D’autres États comme le Rajasthan, l’Uttar Pradesh ou le Maharashtra ont récemment rejoint la lutte. Dans les quasi-villes autonomes qui poussent aux frontières de Delhi, les participants, toujours plus nombreux, sont résolus à tenir des mois, voire jusqu’à la mort. Alité dans un dortoir, l’un d’eux témoigne. « Mon grand-père est mort après soixante-quatorze jours de grève de la faim. Aujourd’hui, le gouvernement de Narendra Modi veut nous enterrer. Alors depuis dix jours, j’ai moi aussi cessé de m’alimenter et de boire. »
- La police bloque l’entrée des manifestants dans la capitale.

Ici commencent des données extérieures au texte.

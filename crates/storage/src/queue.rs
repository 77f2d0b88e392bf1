//! Task queues carrying typed [`TaskEnvelope`] messages between services.

use std::collections::{HashMap, VecDeque};

use async_trait::async_trait;
use redis::{aio::MultiplexedConnection, streams::*, AsyncCommands, Client};
use tokio::sync::Mutex;
use tracing::{debug, instrument};

use storm_common::{StormError, StormResult, TaskEnvelope, TaskMessage};

const STREAM_KEY: &str = "storm:tasks";
const CONSUMER_GROUP: &str = "acquisition-workers";

/// A task handed to one consumer; acknowledge it once handled.
#[derive(Debug, Clone)]
pub struct ClaimedTask {
    pub entry_id: String,
    pub envelope: TaskEnvelope,
}

/// Delivery channel for stage tasks.
#[async_trait]
pub trait TaskQueue: Send + Sync {
    /// Enqueue a message, returning the queue entry id.
    async fn enqueue(&self, message: TaskMessage) -> StormResult<String>;

    /// Claim the next available task for `consumer`, if any.
    async fn claim_next(&self, consumer: &str) -> StormResult<Option<ClaimedTask>>;

    /// Acknowledge a claimed task so it is not redelivered.
    async fn ack(&self, entry_id: &str) -> StormResult<()>;
}

/// Redis Streams task queue with a single consumer group.
pub struct RedisTaskQueue {
    conn: MultiplexedConnection,
    block_ms: usize,
}

fn queue_err(context: &str, e: redis::RedisError) -> StormError {
    StormError::Queue(format!("{}: {}", context, e))
}

impl RedisTaskQueue {
    /// Connect to Redis and initialize the stream.
    pub async fn connect(redis_url: &str) -> StormResult<Self> {
        let client =
            Client::open(redis_url).map_err(|e| queue_err("Redis connection failed", e))?;

        let mut conn = client
            .get_multiplexed_async_connection()
            .await
            .map_err(|e| queue_err("Redis connection failed", e))?;

        // Create consumer group if it doesn't exist
        let _: Result<(), _> = redis::cmd("XGROUP")
            .arg("CREATE")
            .arg(STREAM_KEY)
            .arg(CONSUMER_GROUP)
            .arg("0")
            .arg("MKSTREAM")
            .query_async(&mut conn)
            .await;

        Ok(Self {
            conn,
            block_ms: 5000,
        })
    }
}

#[async_trait]
impl TaskQueue for RedisTaskQueue {
    #[instrument(skip(self, message), fields(task = message.kind()))]
    async fn enqueue(&self, message: TaskMessage) -> StormResult<String> {
        let envelope = TaskEnvelope::new(message);
        let task_json = serde_json::to_string(&envelope)?;

        let mut conn = self.conn.clone();
        let entry_id: String = redis::cmd("XADD")
            .arg(STREAM_KEY)
            .arg("*")
            .arg("task_id")
            .arg(envelope.id.to_string())
            .arg("data")
            .arg(&task_json)
            .query_async(&mut conn)
            .await
            .map_err(|e| queue_err("Enqueue failed", e))?;

        debug!(entry_id = %entry_id, task_id = %envelope.id, "Task enqueued");
        Ok(entry_id)
    }

    async fn claim_next(&self, consumer: &str) -> StormResult<Option<ClaimedTask>> {
        let opts = StreamReadOptions::default()
            .group(CONSUMER_GROUP, consumer)
            .count(1)
            .block(self.block_ms);

        let mut conn = self.conn.clone();
        let result: StreamReadReply = conn
            .xread_options(&[STREAM_KEY], &[">"], &opts)
            .await
            .map_err(|e| queue_err("Read failed", e))?;

        for stream_key in result.keys {
            for entry in stream_key.ids {
                if let Some(data) = entry.map.get("data") {
                    let bytes: Vec<u8> = redis::from_redis_value(data)
                        .map_err(|e| StormError::Queue(format!("Parse failed: {}", e)))?;
                    let envelope: TaskEnvelope = serde_json::from_slice(&bytes)?;
                    return Ok(Some(ClaimedTask {
                        entry_id: entry.id,
                        envelope,
                    }));
                }
            }
        }

        Ok(None)
    }

    async fn ack(&self, entry_id: &str) -> StormResult<()> {
        let mut conn = self.conn.clone();
        let _: i64 = conn
            .xack(STREAM_KEY, CONSUMER_GROUP, &[entry_id])
            .await
            .map_err(|e| queue_err("Ack failed", e))?;
        Ok(())
    }
}

#[derive(Default)]
struct MemoryQueueState {
    next_id: u64,
    ready: VecDeque<ClaimedTask>,
    pending: HashMap<String, ClaimedTask>,
}

/// In-process queue with the same claim/ack contract as the Redis queue.
#[derive(Default)]
pub struct MemoryTaskQueue {
    state: Mutex<MemoryQueueState>,
}

impl MemoryTaskQueue {
    pub fn new() -> Self {
        Self::default()
    }

    /// Messages not yet claimed, oldest first.
    pub async fn queued(&self) -> Vec<TaskMessage> {
        let state = self.state.lock().await;
        state.ready.iter().map(|t| t.envelope.message.clone()).collect()
    }

    /// Number of claimed but unacknowledged tasks.
    pub async fn pending_count(&self) -> usize {
        self.state.lock().await.pending.len()
    }
}

#[async_trait]
impl TaskQueue for MemoryTaskQueue {
    async fn enqueue(&self, message: TaskMessage) -> StormResult<String> {
        let mut state = self.state.lock().await;
        state.next_id += 1;
        let entry_id = format!("{}-0", state.next_id);
        state.ready.push_back(ClaimedTask {
            entry_id: entry_id.clone(),
            envelope: TaskEnvelope::new(message),
        });
        Ok(entry_id)
    }

    async fn claim_next(&self, _consumer: &str) -> StormResult<Option<ClaimedTask>> {
        let mut state = self.state.lock().await;
        let Some(task) = state.ready.pop_front() else {
            return Ok(None);
        };
        state.pending.insert(task.entry_id.clone(), task.clone());
        Ok(Some(task))
    }

    async fn ack(&self, entry_id: &str) -> StormResult<()> {
        self.state.lock().await.pending.remove(entry_id);
        Ok(())
    }
}
//! Application state for the PSA API.

use std::path::PathBuf;
use std::sync::Arc;

use archival::Archiver;
use storm_common::ArchiveSettings;

/// Shared application state.
pub struct AppState {
    /// Stage runner; owns storage, records and the task queue.
    pub archiver: Arc<Archiver>,
}

impl AppState {
    pub fn new(archiver: Arc<Archiver>) -> Self {
        Self { archiver }
    }

    pub fn settings(&self) -> &ArchiveSettings {
        self.archiver.settings()
    }

    /// Root that point-query dataset paths are resolved against.
    pub fn opendap_root(&self) -> PathBuf {
        let settings = self.settings();
        settings.data_dir.join(&settings.opendap_dir)
    }
}
//! Dataset processors for storm covered data.
//!
//! A processor is bound to one (storm, category requirement, provider, URL)
//! job. It retrieves the provider's payload, subsets it to the requirement's
//! time window and geographic extent where the source allows, and places the
//! artifact in the storm's staging directory:
//!
//! - [`RawFileProcessor`]: whole-file download
//! - [`StructuredBinaryProcessor`]: fixed-layout records filtered locally
//! - [`ContainerProcessor`]: NetCDF4/HDF5 files re-opened for a filter hook
//! - [`RemoteProcessor`]: OPeNDAP grids and sequences sliced server-side

pub mod artifact;
pub mod binary;
pub mod container;
pub mod context;
pub mod dap;
pub mod error;
pub mod processor;
pub mod range;
pub mod raw;
pub mod remote;

pub use artifact::{silence_hdf5_errors, write_artifact};
pub use binary::{RecordBounds, RecordLayout, StructuredBinaryProcessor};
pub use container::{ContainerFilter, ContainerProcessor, NoopFilter};
pub use context::{HttpSettings, ProcessorContext, ProcessorSummary, DEFAULT_LABEL};
pub use error::{ProcessorError, ProcessorResult};
pub use processor::{select_variant, DatasetProcessor, FetchOutcome, Processor, ProcessorVariant};
pub use range::{resolve_range, AxisSlice};
pub use raw::RawFileProcessor;
pub use remote::{RemoteLayout, RemoteProcessor};
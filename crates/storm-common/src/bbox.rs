//! Geographic bounding boxes and longitude convention handling.

use serde::{Deserialize, Serialize};

/// A geographic bounding box in degrees.
///
/// `min_x`/`max_x` are the west/east longitudes, `min_y`/`max_y` the
/// south/north latitudes.
#[derive(Debug, Clone, Copy, PartialEq, Serialize, Deserialize)]
pub struct BoundingBox {
    pub min_x: f64,
    pub min_y: f64,
    pub max_x: f64,
    pub max_y: f64,
}

impl BoundingBox {
    /// Create a new bounding box from (west, south, east, north).
    pub fn new(min_x: f64, min_y: f64, max_x: f64, max_y: f64) -> Self {
        Self {
            min_x,
            min_y,
            max_x,
            max_y,
        }
    }

    /// Parse a "west,south,east,north" string.
    pub fn from_extent_string(s: &str) -> Result<Self, BboxParseError> {
        let parts: Vec<&str> = s.split(',').map(str::trim).collect();
        if parts.len() != 4 {
            return Err(BboxParseError::InvalidFormat(s.to_string()));
        }

        let parse = |value: &str| {
            value
                .parse::<f64>()
                .map_err(|_| BboxParseError::InvalidNumber(value.to_string()))
        };

        Ok(Self {
            min_x: parse(parts[0])?,
            min_y: parse(parts[1])?,
            max_x: parse(parts[2])?,
            max_y: parse(parts[3])?,
        })
    }

    /// Convert a signed-longitude (-180..180) box into the unsigned
    /// "degrees_east" (0..360) convention used by remote grid sources.
    ///
    /// Negative longitudes become `360 + lon`; latitudes pass through.
    /// Boxes straddling the 0/360 seam come out with `min_x > max_x` and
    /// are returned as-is.
    pub fn to_unsigned_longitude(&self) -> BoundingBox {
        let wrap = |lon: f64| if lon < 0.0 { 360.0 + lon } else { lon };
        BoundingBox {
            min_x: wrap(self.min_x),
            min_y: self.min_y,
            max_x: wrap(self.max_x),
            max_y: self.max_y,
        }
    }

    /// True when the normalized box wraps the 0/360 seam and a plain
    /// `[min_x, max_x]` range over a longitude axis will be empty.
    pub fn crosses_seam(&self) -> bool {
        self.min_x > self.max_x
    }

    /// Check if a point is contained within this bbox (inclusive bounds).
    pub fn contains_point(&self, x: f64, y: f64) -> bool {
        x >= self.min_x && x <= self.max_x && y >= self.min_y && y <= self.max_y
    }

    /// Tuple form `(west, south, east, north)`.
    pub fn as_tuple(&self) -> (f64, f64, f64, f64) {
        (self.min_x, self.min_y, self.max_x, self.max_y)
    }
}

#[derive(Debug, thiserror::Error)]
pub enum BboxParseError {
    #[error("Invalid extent format: {0}. Expected 'west,south,east,north'")]
    InvalidFormat(String),

    #[error("Invalid number in extent: {0}")]
    InvalidNumber(String),
}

Prochaine étape : ce 26 janvier, jour de la fête nationale, dite Republic Day. À 83 ans, le célèbre activiste Anna Hazare a annoncé qu’il y entamerait lui aussi « sa dernière grève de la faim ». Certains manifestants ont menacé de marcher sur la capitale. Des intentions que les syndicats agricoles se sont empressés de réfuter. Certains craignent en effet que d’éventuelles violences puissent profiter au BJP, le parti de Narendra Modi, qui affirme que les fermiers sont manipulés par l’opposition et qu’ils sont violents.
À quelques jours de la grande parade, la tension est à son comble.